• Writings on IKB

Article, 1960

Writings on IKB

Yves Klein

"When I returned home to my room in the evenings I did monochrome gouaches on pieces of white cardboard and also increasingly used a lot of pastels. I was very fond of pastel tones! It seemed to me that, in pastel, each grain of pigment remained free and individual without being killed by the fixative medium, and I made some very large works, but, alas, when sprayed with a fixative, they lost all their brilliance and its tone darkened, and without fixative they unfailingly deteriorated and, little by little, turned to dust; the beauty of the color remained, but without pictorial strength.

I had no affection for oil paint. The colors seemed dead to me. What pleased me above all were pure pigments in powder form, such as I often saw at the wholesale paint suppliers. They had a brilliance and an extraordinary, autonomous life of their own. This was truly color in itself.

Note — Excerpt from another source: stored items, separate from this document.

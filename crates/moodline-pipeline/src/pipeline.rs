// SPDX-FileCopyrightText: 2026 Moodline Contributors
// SPDX-License-Identifier: MIT OR Apache-2.0

//! Pipeline entry point: generative first, rule-based on any failure.

use std::collections::BTreeMap;
use std::sync::{Arc, Mutex, PoisonError};

use moodline_config::MoodlineConfig;
use moodline_core::error::MoodlineError;
use moodline_core::types::{
    HealthStatus, JournalInput, ResponseCategory, ResponseResult, ResponseSource,
    SentimentResult,
};
use moodline_generative::GenerativeAnalyst;
use moodline_hosted::HostedClassifier;
use moodline_lexicon::{LexiconAnalyzer, detect_crisis_phrases, detect_emotions, extract_keywords};
use rand::SeedableRng;
use rand::rngs::StdRng;
use serde::Serialize;
use tracing::{debug, info, warn};

use crate::crisis::{CrisisSupport, static_crisis_resources};
use crate::orchestrator::SentimentOrchestrator;
use crate::responder::RuleBasedResponder;

/// Sentiment plus the response it informed.
#[derive(Debug, Clone, PartialEq, Serialize)]
pub struct PipelineOutcome {
    pub sentiment: SentimentResult,
    pub response: ResponseResult,
}

/// Annotation attached to a stored journal entry.
#[derive(Debug, Clone, PartialEq, Serialize)]
#[serde(rename_all = "camelCase")]
pub struct EntryAnnotation {
    pub sentiment: SentimentResult,
    pub ai_response: ResponseResult,
}

/// Keyword-level reading of a text, computed locally and independent of any score.
#[derive(Debug, Clone, PartialEq, Eq, Serialize)]
#[serde(rename_all = "camelCase")]
pub struct TextInsights {
    /// Fine-grained emotion -> number of matched keywords.
    pub emotions: BTreeMap<String, usize>,
    pub keywords: Vec<String>,
    pub crisis_phrases: Vec<String>,
}

/// Credential status of the two remote providers.
#[derive(Debug, Clone, PartialEq)]
pub struct ProviderHealth {
    pub generative: HealthStatus,
    pub hosted: HealthStatus,
}

/// The sentiment and response pipeline. Every public operation is total.
pub struct Pipeline {
    generative: GenerativeAnalyst,
    orchestrator: SentimentOrchestrator,
    responder: RuleBasedResponder,
    rng: Mutex<StdRng>,
}

impl Pipeline {
    /// Wires providers from configuration.
    ///
    /// Fails only when an HTTP client cannot be constructed.
    pub fn from_config(config: &MoodlineConfig) -> Result<Self, MoodlineError> {
        let generative = GenerativeAnalyst::from_config(&config.generative)?;
        let hosted = HostedClassifier::from_config(&config.hosted)?;
        let analyzer = LexiconAnalyzer::from_config(&config.lexicon);
        let orchestrator = SentimentOrchestrator::new(Arc::new(hosted), Arc::new(analyzer));
        let responder = RuleBasedResponder::from_name(config.responder.profile);

        info!(
            profile = responder.profile().name,
            generative = generative.is_configured(),
            "pipeline ready"
        );
        Ok(Self::new(generative, orchestrator, responder, config.responder.seed))
    }

    /// Assembles a pipeline from parts. `seed` of `None` draws from OS entropy.
    pub fn new(
        generative: GenerativeAnalyst,
        orchestrator: SentimentOrchestrator,
        responder: RuleBasedResponder,
        seed: Option<u64>,
    ) -> Self {
        let rng = match seed {
            Some(seed) => StdRng::seed_from_u64(seed),
            None => StdRng::from_entropy(),
        };
        Self {
            generative,
            orchestrator,
            responder,
            rng: Mutex::new(rng),
        }
    }

    pub fn orchestrator(&self) -> &SentimentOrchestrator {
        &self.orchestrator
    }

    pub fn responder(&self) -> &RuleBasedResponder {
        &self.responder
    }

    /// Sentiment and supportive response for one journal input.
    ///
    /// Generative sentiment and response are attempted together; if either
    /// fails the orchestrator and the context-aware rule-based responder
    /// take over.
    pub async fn run(&self, input: &JournalInput) -> PipelineOutcome {
        match self.run_generative(input).await {
            Ok(outcome) => {
                info!("using generative provider for response generation");
                outcome
            }
            Err(e) => {
                log_fallback(&e, "response generation");
                let sentiment = self.orchestrator.analyze(&input.text).await;
                let response = self.responder.compose(input, sentiment.score);
                PipelineOutcome {
                    sentiment,
                    response,
                }
            }
        }
    }

    async fn run_generative(&self, input: &JournalInput) -> Result<PipelineOutcome, MoodlineError> {
        let sentiment = self.generative.analyze_sentiment(&input.text).await?;
        let text = self.generative.generate_response(input).await?;
        let response = ResponseResult {
            text,
            sentiment_used: sentiment.score,
            category: ResponseCategory::NotApplicable,
            source: ResponseSource::Generative,
        };
        Ok(PipelineOutcome {
            sentiment,
            response,
        })
    }

    /// Sentiment only: generative first, orchestrator on failure.
    pub async fn analyze(&self, text: &str) -> SentimentResult {
        match self.generative.analyze_sentiment(text).await {
            Ok(result) => {
                info!(text_len = text.len(), "using generative provider for sentiment");
                result
            }
            Err(e) => {
                log_fallback(&e, "sentiment analysis");
                self.orchestrator.analyze(text).await
            }
        }
    }

    /// Orchestrated sentiment for many texts, in input order.
    pub async fn analyze_batch<S: AsRef<str>>(&self, texts: &[S]) -> Vec<SentimentResult> {
        self.orchestrator.analyze_batch(texts).await
    }

    /// Crisis resources: generated if possible, the static list otherwise.
    pub async fn crisis_support(&self) -> CrisisSupport {
        match self.generative.crisis_resources().await {
            Ok(value) => CrisisSupport::Generated(value),
            Err(e) => {
                log_fallback(&e, "crisis support");
                CrisisSupport::Static(static_crisis_resources())
            }
        }
    }

    /// Sentiment and a pool-drawn response for a journal entry being saved.
    pub async fn annotate_entry(&self, content: &str, mood: Option<u8>) -> EntryAnnotation {
        let sentiment = self.orchestrator.analyze(content).await;
        let input = JournalInput {
            mood,
            ..JournalInput::new(content)
        };
        let ai_response = {
            let mut rng = self.rng.lock().unwrap_or_else(PoisonError::into_inner);
            self.responder.respond(&input, sentiment.score, &mut *rng)
        };
        debug!(category = %ai_response.category, "journal entry annotated");
        EntryAnnotation {
            sentiment,
            ai_response,
        }
    }

    /// Fine-grained emotions, keywords, and crisis phrases of `text`.
    pub fn insights(&self, text: &str) -> TextInsights {
        TextInsights {
            emotions: detect_emotions(text),
            keywords: extract_keywords(text),
            crisis_phrases: detect_crisis_phrases(text),
        }
    }

    pub async fn health(&self) -> ProviderHealth {
        ProviderHealth {
            generative: self.generative.health().await,
            hosted: self.orchestrator.hosted_health().await,
        }
    }
}

/// Missing credentials are expected and logged quietly.
fn log_fallback(err: &MoodlineError, operation: &str) {
    if err.is_unavailable() {
        debug!(operation, error = %err, "generative provider unavailable, using fallback");
    } else {
        warn!(operation, error = %err, "generative provider failed, using fallback");
    }
}
// SPDX-FileCopyrightText: 2026 Moodline Contributors
// SPDX-License-Identifier: MIT OR Apache-2.0

//! HTTP request handlers for the AI endpoints.

use axum::{
    Json,
    extract::{State, rejection::JsonRejection},
    http::StatusCode,
    response::{IntoResponse, Response},
};
use moodline_core::HealthStatus;
use moodline_core::types::{JournalInput, ResponseCategory, ResponseSource, SentimentResult};
use serde::{Deserialize, Serialize};

use crate::server::GatewayState;

const CONTEXT_FALLBACK: &str = "general";

/// Uniform response body.
#[derive(Debug, Serialize)]
pub struct Envelope<T> {
    pub success: bool,
    pub message: String,
    #[serde(skip_serializing_if = "Option::is_none")]
    pub data: Option<T>,
}

impl<T: Serialize> Envelope<T> {
    fn ok(message: &str, data: T) -> Response {
        Json(Envelope {
            success: true,
            message: message.to_string(),
            data: Some(data),
        })
        .into_response()
    }
}

fn bad_request(message: impl Into<String>) -> Response {
    let body: Envelope<()> = Envelope {
        success: false,
        message: message.into(),
        data: None,
    };
    (StatusCode::BAD_REQUEST, Json(body)).into_response()
}

/// Request body for POST /v1/ai/sentiment.
#[derive(Debug, Deserialize)]
pub struct SentimentRequest {
    #[serde(default)]
    pub text: Option<String>,
}

/// Request body for POST /v1/ai/response. `content` is accepted in place of `text`.
#[derive(Debug, Deserialize)]
pub struct ResponseRequest {
    #[serde(default)]
    pub text: Option<String>,
    #[serde(default)]
    pub content: Option<String>,
    #[serde(default)]
    pub mood: Option<i64>,
    #[serde(default)]
    pub emotions: Vec<String>,
    #[serde(default)]
    pub context: Option<String>,
}

impl ResponseRequest {
    fn into_input(self) -> Result<JournalInput, &'static str> {
        let text = [self.text, self.content]
            .into_iter()
            .flatten()
            .find(|t| !t.trim().is_empty())
            .ok_or("Text or content is required and must be a string")?;

        let mood = match self.mood {
            None => None,
            Some(m @ 1..=10) => Some(m as u8),
            Some(_) => return Err("Mood must be an integer between 1 and 10"),
        };

        Ok(JournalInput {
            text,
            mood,
            emotions: self.emotions,
            context: self.context,
        })
    }
}

/// Data payload of POST /v1/ai/response.
#[derive(Debug, Serialize)]
pub struct ResponseData {
    pub response: String,
    pub sentiment: SentimentResult,
    pub mood: Option<u8>,
    pub context: String,
    pub category: ResponseCategory,
    pub source: ResponseSource,
}

/// One provider's health as reported by GET /health.
#[derive(Debug, Serialize)]
pub struct ProviderStatus {
    pub status: &'static str,
    #[serde(skip_serializing_if = "Option::is_none")]
    pub detail: Option<String>,
}

impl From<HealthStatus> for ProviderStatus {
    fn from(health: HealthStatus) -> Self {
        match health {
            HealthStatus::Healthy => Self {
                status: "healthy",
                detail: None,
            },
            HealthStatus::Degraded(reason) => Self {
                status: "degraded",
                detail: Some(reason),
            },
            HealthStatus::Unhealthy(reason) => Self {
                status: "unhealthy",
                detail: Some(reason),
            },
        }
    }
}

/// Data payload of GET /health.
#[derive(Debug, Serialize)]
pub struct HealthData {
    pub status: &'static str,
    pub version: &'static str,
    pub uptime_secs: u64,
    pub generative: ProviderStatus,
    pub hosted: ProviderStatus,
}

/// POST /v1/ai/sentiment
pub async fn post_sentiment(
    State(state): State<GatewayState>,
    body: Result<Json<SentimentRequest>, JsonRejection>,
) -> Response {
    let text = match body {
        Ok(Json(SentimentRequest { text: Some(text) })) if !text.trim().is_empty() => text,
        Ok(_) => return bad_request("Text is required and must be a string"),
        Err(rejection) => return bad_request(rejection.body_text()),
    };

    let sentiment = state.pipeline.analyze(&text).await;
    Envelope::ok("Sentiment analysis completed", sentiment)
}

/// POST /v1/ai/insights
///
/// Local keyword analysis only; takes the same body as the sentiment route.
pub async fn post_insights(
    State(state): State<GatewayState>,
    body: Result<Json<SentimentRequest>, JsonRejection>,
) -> Response {
    let text = match body {
        Ok(Json(SentimentRequest { text: Some(text) })) if !text.trim().is_empty() => text,
        Ok(_) => return bad_request("Text is required and must be a string"),
        Err(rejection) => return bad_request(rejection.body_text()),
    };

    Envelope::ok("Text insights extracted", state.pipeline.insights(&text))
}

/// POST /v1/ai/response
pub async fn post_response(
    State(state): State<GatewayState>,
    body: Result<Json<ResponseRequest>, JsonRejection>,
) -> Response {
    let input = match body {
        Ok(Json(request)) => match request.into_input() {
            Ok(input) => input,
            Err(message) => return bad_request(message),
        },
        Err(rejection) => return bad_request(rejection.body_text()),
    };

    let outcome = state.pipeline.run(&input).await;
    let data = ResponseData {
        response: outcome.response.text,
        sentiment: outcome.sentiment,
        mood: input.mood,
        context: input
            .context
            .unwrap_or_else(|| CONTEXT_FALLBACK.to_string()),
        category: outcome.response.category,
        source: outcome.response.source,
    };
    Envelope::ok("Response generated successfully", data)
}

/// GET /v1/ai/crisis-support
pub async fn get_crisis_support(State(state): State<GatewayState>) -> Response {
    let support = state.pipeline.crisis_support().await;
    Envelope::ok("Crisis support resources retrieved", support)
}

/// GET /health
pub async fn get_health(State(state): State<GatewayState>) -> Response {
    let health = state.pipeline.health().await;
    let data = HealthData {
        status: "ok",
        version: env!("CARGO_PKG_VERSION"),
        uptime_secs: state.start_time.elapsed().as_secs(),
        generative: health.generative.into(),
        hosted: health.hosted.into(),
    };
    Envelope::ok("Service is running", data)
}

The living and tangible matter of color.

What saddened me was to see that this incandescent powder, once mixed with glue or whatever medium intended as a fixative, lost all its value, became tarnished, its tone darkened. One might obtain the effects of impasto, but after it dried, it was no longer the same; the effective magic of color had vanished.

Each grain of powder appeared to have been individually killed by the glue or whatever fixative used to binding them together, as well as to the support.

Irresistibly attracted by this new monochrome manner, I decided to undertake the technical research required to find a medium capable of affixing pure pigment without altering it. The color value would then be represented in a pictorial manner. The possibility of leaving the grains of pigment entirely free, such as they are in powder form, mixed perhaps yet still independent in their semblance, seemed sufficiently auspicious to me. Art is total freedom; it is life; when there is imprisonment in whatever manner, liberty is restrained and life is diminished in relation to the degree of imprisonment."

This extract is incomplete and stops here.